In another measure of how relatable the supply chain’s inability to execute the basic tasks of its existence has become, Vanity Fair writer Delia Cai’s supply chain joke hit more than 70,000 likes and 9,000 retweets, then was further memed on Instagram.
Variations on the theme include blaming delays on stuff “being on a ship somewhere.”
Meanwhile, a headline in The Onion pondered a potential consequence of the crisis: “White House Warns Supply Chain Shortages Could Lead Americans To Discover True Meaning Of Christmas.” Over in the New Yorker, a concerned Cookie Monster strolls with a friend in a recent cartoon, asking: “What me want to know is: What are the implications of supply-chain crisis for cookie?”
The dictionary definition of “supply chain”
Last year, the word covid-19 made it into the dictionary at record speed—34 days since the name was announced by the World Health Organization, said Brewster of Merriam-Webster. A slew of other words related to the pandemic followed in its wake, like “PPE” and “patient zero.” As the phase of the pandemic shifted from medical concerns to economic impacts, so did the new words in the dictionary, which included terms related to things like remote work in its most recent release on Nov. 3. Brewster said that Merriam-Webster is now considering “supply chain” for the dictionary’s next release, in about six months.
“The definition is in the works,” Brewster said. “As a rule we do not promise that any particular term is going to get in to the dictionary, but I can tell you that its chances are very good.”

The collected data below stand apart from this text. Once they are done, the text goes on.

//! Simulation driver module.
//!
//! Runs the controller against a wheeled inverted-pendulum model and a
//! scripted operator, so the full engage/balance/fall cycle can be exercised
//! without a robot.

mod devices;
mod driver;
mod hand;
mod plant;

pub use devices::{CHANNELS, SimDevices, SimImu, SimWorld};
pub use driver::SimulationDriver;
pub use hand::{Hand, HandParams, HandPhase};
pub use plant::{PendulumPlant, PlantParams};

use balance_common::hal::driver::HalDriver;

/// Registry name of the simulation driver.
pub const DRIVER_NAME: &str = "simulation";

/// Factory function to create a simulation driver instance.
pub fn create_driver() -> Box<dyn HalDriver> {
    Box::new(SimulationDriver::new())
}
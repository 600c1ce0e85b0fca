//! Safety module root.
//!
//! Actuator saturation monitoring and start-condition detection. Tip-over
//! and lifecycle gating live in the supervisor.

pub mod saturation;
pub mod start;
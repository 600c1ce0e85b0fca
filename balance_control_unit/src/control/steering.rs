//! Steering loop (D3) and wheel command mixing.

use balance_common::consts::DUTY_LIMIT;
use balance_common::control_unit::config::{BalanceConfig, WiringConfig};

use super::filters::IirFilter;

/// D3: keeps the heading on its setpoint with a clamped differential term.
#[derive(Debug, Clone)]
pub struct SteeringLoop {
    filter: IirFilter,
    max_input: f64,
}

impl SteeringLoop {
    pub fn new(config: &BalanceConfig) -> Self {
        Self {
            filter: IirFilter::from_coefficients(&config.steering.filter),
            max_input: config.steering.max_input,
        }
    }

    pub fn reset(&mut self) {
        self.filter.reset();
    }

    /// Correction in `[-max_input, max_input]`.
    pub fn step(&mut self, setpoint_heading: f64, heading: f64) -> f64 {
        self.filter
            .march(setpoint_heading - heading)
            .clamp(-self.max_input, self.max_input)
    }
}

/// Mix drive and correction into per-wheel duties, polarity applied.
///
/// Returns `(left, right)`, each clamped to the duty limit.
pub fn wheel_commands(drive: f64, correction: f64, wiring: &WiringConfig) -> (f64, f64) {
    let left = (drive - correction) * f64::from(wiring.motor_polarity_l);
    let right = (drive + correction) * f64::from(wiring.motor_polarity_r);
    (
        left.clamp(-DUTY_LIMIT, DUTY_LIMIT),
        right.clamp(-DUTY_LIMIT, DUTY_LIMIT),
    )
}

To assess the merit of a new entry into the Merriam-Webster dictionary, its lexicographers look at how a term is being used in the language, combing through sources like newspapers, academic journals and Tweets. While the dictionary has been watching the term “supply chain” since the late 1980s, Brewster said that “because it has not really been a terribly popular word in the language, we’ve considered it self explanatory.” If a reader knew the words “chain” and “supply,” they could pretty much work out what “supply chain” meant, and for a relatively obscure term, that was adequate by the dictionary’s standards.
The extreme dysfunction of 2021 has changed that. As publications with wide readerships began using the term “supply chain” under the assumption that the audience would understand it, it spurred Merriam-Webster to see “supply chain” in a new light. Burnished by chaos and awash in attention, “supply chain” is poised to get its moment in the dictionary, and be anointed, as Brewster put it, as “an established member of the language.”
More importantly, the attention could lead to the structural improvements the system badly needs.
“Having more people thinking about any problem almost always leads to better solutions,” Rogers, the supply chain professor said. “In the end, I believe that the increased attention on how we’re connected to the rest of the globe will help us to make these systems more effective in a way that can benefit people all over the world.”